Here is another committee recommendation,
Reducing the role of fire engines in medical incidents will not create savings without scaling back the number of engine companies. The City should conduct a thorough assessment of the location, coverage, and workload of fire companies; while nonmedical, nonfire emergencies have been on the rise, the precipitous decline in fires and dramatic changes in building density and demographics since many fire houses were built have reduced workloads of several fire companies. Such an 15 assessment should identify where companies could safely close without jeopardizing response times to any type of emergency.63 For every fIre engine company closed, the city would save $7.2 million annually, enough to fund 10 additional ambulance tours each day.64
Good luck with that. The fire fighters union, which I believe is still separate from the EMS employees union, will fight that until the death. I know of only one city, Baltimore, that did that sort of thing. I think they did it by attrition, not layoffs. Nor can FDNY move firefighters without EMS certification to ambulance duty.

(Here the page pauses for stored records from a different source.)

//! Integer zoom by two passes of 1-D linear interpolation

use log::debug;

use crate::buffer::{Color, PixelBuffer};
use crate::error::{Error, Result};

/// Largest output width/height a zoom will produce; bigger results are
/// cropped around their centre
pub const DEFAULT_MAX_ZOOM_EXTENT: u32 = 8192;

#[inline]
fn lerp_channel(a: u8, b: u8, t: i32, k: i32) -> u8 {
    (a as i32 + (b as i32 - a as i32) * t / k) as u8
}

/// Step `t` of `k` from `a` toward `b`, all four channels
#[inline]
fn lerp(a: Color, b: Color, t: usize, k: usize) -> Color {
    let (t, k) = (t as i32, k as i32);
    Color::argb(
        lerp_channel(a.a, b.a, t, k),
        lerp_channel(a.r, b.r, t, k),
        lerp_channel(a.g, b.g, t, k),
        lerp_channel(a.b, b.b, t, k),
    )
}

/// Visible `(start, len)` of an axis `full` pixels long, capped at `max`
#[inline]
fn window(full: usize, max: usize) -> (usize, usize) {
    if full > max {
        ((full - max) / 2, max)
    } else {
        (0, full)
    }
}

/// Enlarge `buffer` by `factor`.
///
/// Each row is first stretched horizontally, blending every source pixel
/// toward its right neighbour over `factor` samples (the last column blends
/// with itself); the stretched rows are then blended vertically toward the
/// row below in the same way. Axes longer than `max_extent` are cropped,
/// centred, and only the visible window is ever computed.
pub fn zoom(buffer: &PixelBuffer, factor: u32, max_extent: u32) -> Result<PixelBuffer> {
    if factor == 0 {
        return Err(Error::parameter("zoom factor", "must be at least 1"));
    }
    if max_extent == 0 {
        return Err(Error::parameter("zoom extent", "must be positive"));
    }
    let k = factor as usize;
    let w = buffer.width() as usize;
    let h = buffer.height() as usize;
    let (full_w, full_h) = match (w.checked_mul(k), h.checked_mul(k)) {
        (Some(fw), Some(fh)) => (fw, fh),
        _ => return Err(Error::parameter("zoom factor", format!("{} overflows", factor))),
    };
    let (x_start, out_w) = window(full_w, max_extent as usize);
    let (y_start, out_h) = window(full_h, max_extent as usize);
    debug!(
        "zoom x{}: {}x{} -> {}x{} (window at {}, {})",
        factor, w, h, out_w, out_h, x_start, y_start
    );

    // Horizontal pass, only over the source rows the window touches
    let first_row = y_start / k;
    let last_row = ((y_start + out_h - 1) / k + 1).min(h - 1);
    let stretched = PixelBuffer::par_from_fn(out_w as u32, (last_row - first_row + 1) as u32, |ox, row| {
        let y = first_row + row;
        let fx = x_start + ox;
        let x = fx / k;
        let left = buffer.at(x, y);
        let right = if x + 1 < w { buffer.at(x + 1, y) } else { left };
        lerp(left, right, fx % k, k)
    });

    // Vertical pass
    Ok(PixelBuffer::par_from_fn(out_w as u32, out_h as u32, |ox, oy| {
        let fy = y_start + oy;
        let y = fy / k;
        let top = stretched.at(ox, y - first_row);
        let below = if y + 1 < h {
            stretched.at(ox, y + 1 - first_row)
        } else {
            top
        };
        lerp(top, below, fy % k, k)
    }))
}
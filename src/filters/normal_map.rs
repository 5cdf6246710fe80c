//! Tangent-space normal map from a height field

use super::point::shade;
use crate::buffer::{Color, PixelBuffer};
use crate::error::{Error, Result};

pub const DEFAULT_NORMAL_STRENGTH: f32 = 8.0;

/// Map a signed unit component to a byte
#[inline]
fn encode(c: f32) -> u8 {
    ((c + 1.0) * 127.5).round().clamp(0.0, 255.0) as u8
}

/// Build a normal map treating the grayscale luma as height.
///
/// Neighbours wrap around the canvas edges, so tiling the output is
/// seamless. Larger `strength` exaggerates the relief.
pub fn normal_map(buffer: &PixelBuffer, strength: f32) -> Result<PixelBuffer> {
    if !(strength > 0.0 && strength.is_finite()) {
        return Err(Error::parameter(
            "normal map strength",
            format!("must be positive, got {}", strength),
        ));
    }
    let w = buffer.width() as usize;
    let h = buffer.height() as usize;
    let heights: Vec<f32> = buffer
        .pixels()
        .iter()
        .map(|&p| shade(Color::from_argb(p)) as f32 / 255.0)
        .collect();
    let height = |x: isize, y: isize| {
        let xx = x.rem_euclid(w as isize) as usize;
        let yy = y.rem_euclid(h as isize) as usize;
        heights[yy * w + xx]
    };
    let dz = 1.0 / strength;

    Ok(PixelBuffer::par_from_fn(buffer.width(), buffer.height(), |x, y| {
        let (x, y) = (x as isize, y as isize);
        let tl = height(x - 1, y - 1);
        let t = height(x, y - 1);
        let tr = height(x + 1, y - 1);
        let l = height(x - 1, y);
        let r = height(x + 1, y);
        let bl = height(x - 1, y + 1);
        let b = height(x, y + 1);
        let br = height(x + 1, y + 1);

        let dx = (tr + 2.0 * r + br) - (tl + 2.0 * l + bl);
        let dy = (bl + 2.0 * b + br) - (tl + 2.0 * t + tr);
        let norm = (dx * dx + dy * dy + dz * dz).sqrt();

        Color::rgb(encode(dx / norm), encode(dy / norm), encode(dz / norm))
    }))
}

Back to the PRUs. FDNY reimplemented them on trial basis in 2016 in the Bronx. Which resulted in fewer ALS ambulances being available. So, more BLS units were fielded to make up for that shortage. The paramedic on the PRU did an initial assessment to see if the patient needed ALS. Unsurprisingly (to me) FDNY found out that only 30% of their patients actually needed ALS. They also found out that much of the time first response engines were not needed and provided no significant medical care.
Neither is a surprise to anyone who has spent any amount of time working in EMS, especially in a city of just about any size.
There is a lot of number crunching going on in this report, but I get the feeling that no one talked to anyone who actually provides EMS care in New York City. Some of what the committee recommends probably would work, but won’t be implemented for a number of reasons. Some of what they recommend might be implemented, but won’t have the intended affect.
In ten years or so, someone will be putting out another report that will point out the same problems and make similar recommendations.